Dickey Amendment

The Dickey Amendment is a provision first inserted as a rider into the 1997 omnibus spending bill of the United States federal government that mandated that "none of the funds made available for injury prevention and control at the Centers for Disease Control and Prevention (CDC) may be used to advocate or promote gun control."[1] In the same spending bill, Congress earmarked $2.6 million from the CDC's budget, the exact amount that had previously been allocated to the agency for firearms research the previous year, for traumatic brain injury-related research.[2]

The amendment was lobbied for by the National Rifle Association of America (NRA), and named after its author Jay Dickey, a Republican member of the United States House of Representatives from Arkansas.[2] Although the Dickey Amendment did not explicitly ban it, for about two decades the CDC avoided all research on gun violence for fear it would be financially penalized.[3] Congress clarified the law in 2018 to allow for such research, and the FY2020 federal omnibus spending bill earmarked the first funding for it since 1996.[4][5]

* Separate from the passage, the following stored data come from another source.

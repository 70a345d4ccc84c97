//! `cellq_queue` owns the broker side of a cellq worker.
//!
//! It provides the broker connection traits with a Redis implementation, the
//! connection manager that rebuilds stale connections, the result publisher
//! and an interface for submitting jobs.

mod connection;
mod job_plan;
mod manager;
mod publisher;
mod redis_link;
mod submitter;

pub use connection::{Connector, QueueConnection};
pub use job_plan::JobPlan;
pub use manager::ConnectionManager;
pub use publisher::Publisher;
pub use redis_link::{RedisConnection, RedisConnector};
pub use submitter::Submitter;

pub mod prelude {
    pub use crate::{
        ConnectionManager, Connector, JobPlan, Publisher, QueueConnection, RedisConnector,
        Submitter,
    };
}
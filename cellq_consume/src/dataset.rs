//! Light parsing of the meta and counts tables, so malformed datasets are
//! rejected before the analysis is started.

use cellq_core::{FailureKind, JobFailure, key_extension};

/// Delimited text formats accepted for datasets
#[derive(Debug, Clone, Copy, PartialEq, Eq)]
pub enum TableFormat {
    Csv,
    Tsv,
}

impl TableFormat {
    pub fn from_key(key: &str) -> Option<Self> {
        match key_extension(key)?.as_str() {
            "csv" => Some(TableFormat::Csv),
            "tsv" | "txt" => Some(TableFormat::Tsv),
            _ => None,
        }
    }

    fn delimiter(&self) -> char {
        match self {
            TableFormat::Csv => ',',
            TableFormat::Tsv => '\t',
        }
    }
}

#[derive(Debug, Clone, PartialEq)]
pub struct Table {
    pub header: Vec<String>,
    pub rows: Vec<Vec<String>>,
}

impl Table {
    /// Parse a table from a stored object, picking the format from its key
    pub fn read(key: &str, bytes: &[u8]) -> Result<Self, JobFailure> {
        let format = TableFormat::from_key(key).ok_or_else(|| {
            JobFailure::new(FailureKind::ReadFile)
                .description(format!("File type of '{}' is not supported", key))
                .hint("Use a .txt, .tsv or .csv file")
        })?;
        let text = std::str::from_utf8(bytes).map_err(|_| {
            JobFailure::new(FailureKind::ReadFile)
                .description(format!("File '{}' is not UTF-8 text", key))
        })?;
        Ok(Self::parse(text, format))
    }

    pub fn parse(text: &str, format: TableFormat) -> Self {
        let delimiter = format.delimiter();
        let mut lines = text
            .lines()
            .map(|line| line.trim_end_matches('\r'))
            .filter(|line| !line.trim().is_empty())
            .map(|line| {
                line.split(delimiter)
                    .map(|field| field.trim().trim_matches('"').to_string())
                    .collect::<Vec<_>>()
            });
        let header = lines.next().unwrap_or_default();
        let rows = lines.collect();
        Self { header, rows }
    }
}

/// Meta: one row per cell with at least the cell id and its cell type
pub fn validate_meta(key: &str, bytes: &[u8]) -> Result<Table, JobFailure> {
    let table = Table::read(key, bytes)?;
    let parse_meta = |description: String| {
        JobFailure::new(FailureKind::ParseMeta)
            .description(description)
            .hint("The meta file needs a cell column and a cell type column")
    };

    if table.header.len() < 2 {
        return Err(parse_meta(format!(
            "Meta file '{}' has {} column(s)",
            key,
            table.header.len()
        )));
    }
    if table.rows.is_empty() {
        return Err(parse_meta(format!("Meta file '{}' has no cells", key)));
    }
    if let Some(line) = table
        .rows
        .iter()
        .position(|row| row.len() < 2 || row[0].is_empty() || row[1].is_empty())
    {
        return Err(parse_meta(format!(
            "Meta file '{}' has an incomplete row at line {}",
            key,
            line + 2
        )));
    }
    Ok(table)
}

/// Counts: genes as rows, cells as columns, decimal values
pub fn validate_counts(key: &str, bytes: &[u8]) -> Result<Table, JobFailure> {
    let table = Table::read(key, bytes)?;
    let parse_counts = |description: String| {
        JobFailure::new(FailureKind::ParseCounts)
            .description(description)
            .hint("The counts file needs a gene column followed by one column per cell")
    };

    if table.header.len() < 2 {
        return Err(parse_counts(format!("Counts file '{}' has no cell columns", key)));
    }
    if table.rows.is_empty() {
        return Err(parse_counts(format!("Counts file '{}' has no genes", key)));
    }
    for (index, row) in table.rows.iter().enumerate() {
        // R exports leave the gene column of the header unnamed
        if row.len() != table.header.len() && row.len() != table.header.len() + 1 {
            return Err(parse_counts(format!(
                "Counts file '{}' has {} fields at line {}, expected {}",
                key,
                row.len(),
                index + 2,
                table.header.len()
            )));
        }
        if row[1..].iter().any(|value| value.parse::<f64>().is_err()) {
            return Err(parse_counts(format!(
                "Counts file '{}' has non-decimal values at line {}",
                key,
                index + 2
            )));
        }
    }
    Ok(table)
}
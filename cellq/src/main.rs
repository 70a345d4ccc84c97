use cellq::core::Settings;
use std::process::ExitCode;
use tracing::{error, info};
use tracing_subscriber::{layer::SubscriberExt, util::SubscriberInitExt};

#[tokio::main(flavor = "current_thread")]
async fn main() -> ExitCode {
    dotenvy::dotenv().ok();

    tracing_subscriber::registry()
        .with(
            tracing_subscriber::EnvFilter::try_from_default_env().unwrap_or_else(|_| {
                "cellq=info,cellq_consume=info,cellq_queue=info,cellq_storage=info".into()
            }),
        )
        .with(tracing_subscriber::fmt::layer())
        .init();

    let settings = match Settings::from_env() {
        Ok(settings) => settings,
        Err(err) => {
            error!(error = %err, "Invalid configuration");
            return ExitCode::FAILURE;
        }
    };

    match cellq::worker::run(&settings).await {
        Ok(summary) => {
            info!(
                processed = %summary.processed,
                succeeded = %summary.succeeded,
                failed = %summary.failed,
                "Worker done"
            );
            ExitCode::SUCCESS
        }
        Err(err) => {
            error!(error = %err, "Worker stopped on a fatal error");
            ExitCode::FAILURE
        }
    }
}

  1. ^ 104th Congress (September 30, 1996). "Public Law 104–208" (PDF). GovInfo. US Government Publishing Office. Archived (PDF) from the original on May 6, 2009.{{cite web}}: CS1 maint: numeric names: authors list (link)
  2. ^ a b Jamieson, Christine (February 2013). "Gun violence research: History of the federal funding freeze". Psychological Science Agenda. American Psychological Association. Archived from the original on February 18, 2013.

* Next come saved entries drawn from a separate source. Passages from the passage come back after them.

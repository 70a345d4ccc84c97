use crate::analyzer::{Analyzer, DotPlotRun, HeatmapsPlotRun, MethodRun};
use cellq_core::{CellqError, FailureKind, JobFailure, Result};
use std::ffi::OsString;
use tokio::process::Command;
use tracing::{debug, warn};

/// Runs the analyses through the `cellphonedb` command line tool
#[derive(Debug, Clone)]
pub struct CommandAnalyzer {
    program: OsString,
    threads: u32,
    debug_seed: i64,
}

impl Default for CommandAnalyzer {
    fn default() -> Self {
        Self {
            program: OsString::from("cellphonedb"),
            threads: 4,
            debug_seed: -1,
        }
    }
}

impl CommandAnalyzer {
    pub fn new(program: impl Into<OsString>) -> Self {
        Self {
            program: program.into(),
            ..Self::default()
        }
    }

    pub fn threads(mut self, threads: u32) -> Self {
        self.threads = threads;
        self
    }

    pub fn debug_seed(mut self, debug_seed: i64) -> Self {
        self.debug_seed = debug_seed;
        self
    }

    pub fn method_args(&self, run: &MethodRun) -> Vec<OsString> {
        let params = &run.params;
        let mut args: Vec<OsString> = vec!["method".into()];

        if params.is_statistical() {
            args.push("statistical_analysis".into());
        } else {
            args.push("analysis".into());
        }
        args.push(run.meta_path.clone().into());
        args.push(run.counts_path.clone().into());
        args.push("--output-path".into());
        args.push(run.output_dir.clone().into());
        args.push(format!("--threshold={}", params.threshold).into());
        args.push(format!("--result-precision={}", params.result_precision).into());

        if params.is_statistical() {
            args.push(format!("--iterations={}", params.iterations).into());
            args.push(format!("--pvalue={}", params.pvalue).into());
            args.push(format!("--threads={}", self.threads).into());
            args.push(format!("--debug-seed={}", self.debug_seed).into());
        }

        if let Some(subsampling) = &params.subsampling {
            args.push("--subsampling".into());
            args.push(format!("--subsampling-log={}", subsampling.log).into());
            args.push(format!("--subsampling-num-pc={}", subsampling.num_pc).into());
            if let Some(num_cells) = subsampling.num_cells {
                args.push(format!("--subsampling-num-cells={}", num_cells).into());
            }
        }

        args
    }

    pub fn dot_plot_args(&self, run: &DotPlotRun) -> Vec<OsString> {
        let mut args: Vec<OsString> = vec!["plot".into(), "dot_plot".into()];
        args.push("--means-path".into());
        args.push(run.means_path.clone().into());
        args.push("--pvalues-path".into());
        args.push(run.pvalues_path.clone().into());
        args.push("--output-path".into());
        args.push(run.output_dir.clone().into());
        args.push("--output-name".into());
        args.push(run.output_name.clone().into());
        if let Some(rows) = &run.rows_path {
            args.push("--rows".into());
            args.push(rows.clone().into());
        }
        if let Some(columns) = &run.columns_path {
            args.push("--columns".into());
            args.push(columns.clone().into());
        }
        args
    }

    pub fn heatmaps_plot_args(&self, run: &HeatmapsPlotRun) -> Vec<OsString> {
        vec![
            "plot".into(),
            "heatmap_plot".into(),
            run.meta_path.clone().into(),
            "--pvalues-path".into(),
            run.pvalues_path.clone().into(),
            "--output-path".into(),
            run.output_dir.clone().into(),
            "--count-name".into(),
            run.count_name.clone().into(),
            "--log-name".into(),
            run.count_log_name.clone().into(),
        ]
    }

    async fn execute(&self, args: Vec<OsString>) -> Result<()> {
        debug!(program = ?self.program, args = ?args, "Running analysis command");

        let output = Command::new(&self.program)
            .args(&args)
            .kill_on_drop(true)
            .output()
            .await?;

        if output.status.success() {
            return Ok(());
        }

        let stderr = String::from_utf8_lossy(&output.stderr).into_owned();
        warn!(
            program = ?self.program,
            status = %output.status,
            stderr = %stderr.trim(),
            "Analysis command failed"
        );
        Err(classify_failure(&stderr)
            .map(CellqError::Job)
            .unwrap_or_else(|| {
                CellqError::Analysis(format!("{:?} exited with {}", self.program, output.status))
            }))
    }
}

/// Recognize the failures the analysis reports on its own
pub fn classify_failure(stderr: &str) -> Option<JobFailure> {
    if stderr.contains("AllCountsFiltered") {
        return Some(
            JobFailure::new(FailureKind::AllCountsFiltered)
                .description("All counts were filtered out")
                .hint("Check that the counts file contains genes present in the database"),
        );
    }
    if stderr.contains("EmptyResult") {
        return Some(
            JobFailure::new(FailureKind::EmptyResult)
                .description("The analysis produced an empty result")
                .hint("Please check your input files"),
        );
    }
    if stderr.contains("ThresholdValue") {
        return Some(
            JobFailure::new(FailureKind::ThresholdValue)
                .description("The threshold value was rejected by the analysis")
                .hint("Threshold must be a number between 0 and 1"),
        );
    }
    None
}

impl Analyzer for CommandAnalyzer {
    async fn run_method(&self, run: &MethodRun) -> Result<()> {
        self.execute(self.method_args(run)).await
    }

    async fn run_dot_plot(&self, run: &DotPlotRun) -> Result<()> {
        self.execute(self.dot_plot_args(run)).await
    }

    async fn run_heatmaps_plot(&self, run: &HeatmapsPlotRun) -> Result<()> {
        self.execute(self.heatmaps_plot_args(run)).await
    }
}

  3. ^ Fessenden, Marissa (13 July 2015). "Why So Few Scientists Are Studying the Causes of Gun Violence". Smithsonian Magazine. Archived from the original on July 18, 2015. Retrieved 13 March 2016.
  4. ^ Cite error: The named reference :0 was invoked but never defined (see the help page).
  5. ^ Subbaraman, Nidhi (2019-12-17). "United States to fund gun-violence research after 20-year freeze". Nature. 577 (7788): 12. doi:10.1038/d41586-019-03882-w. Archived from the original on December 19, 2019.(subscription required)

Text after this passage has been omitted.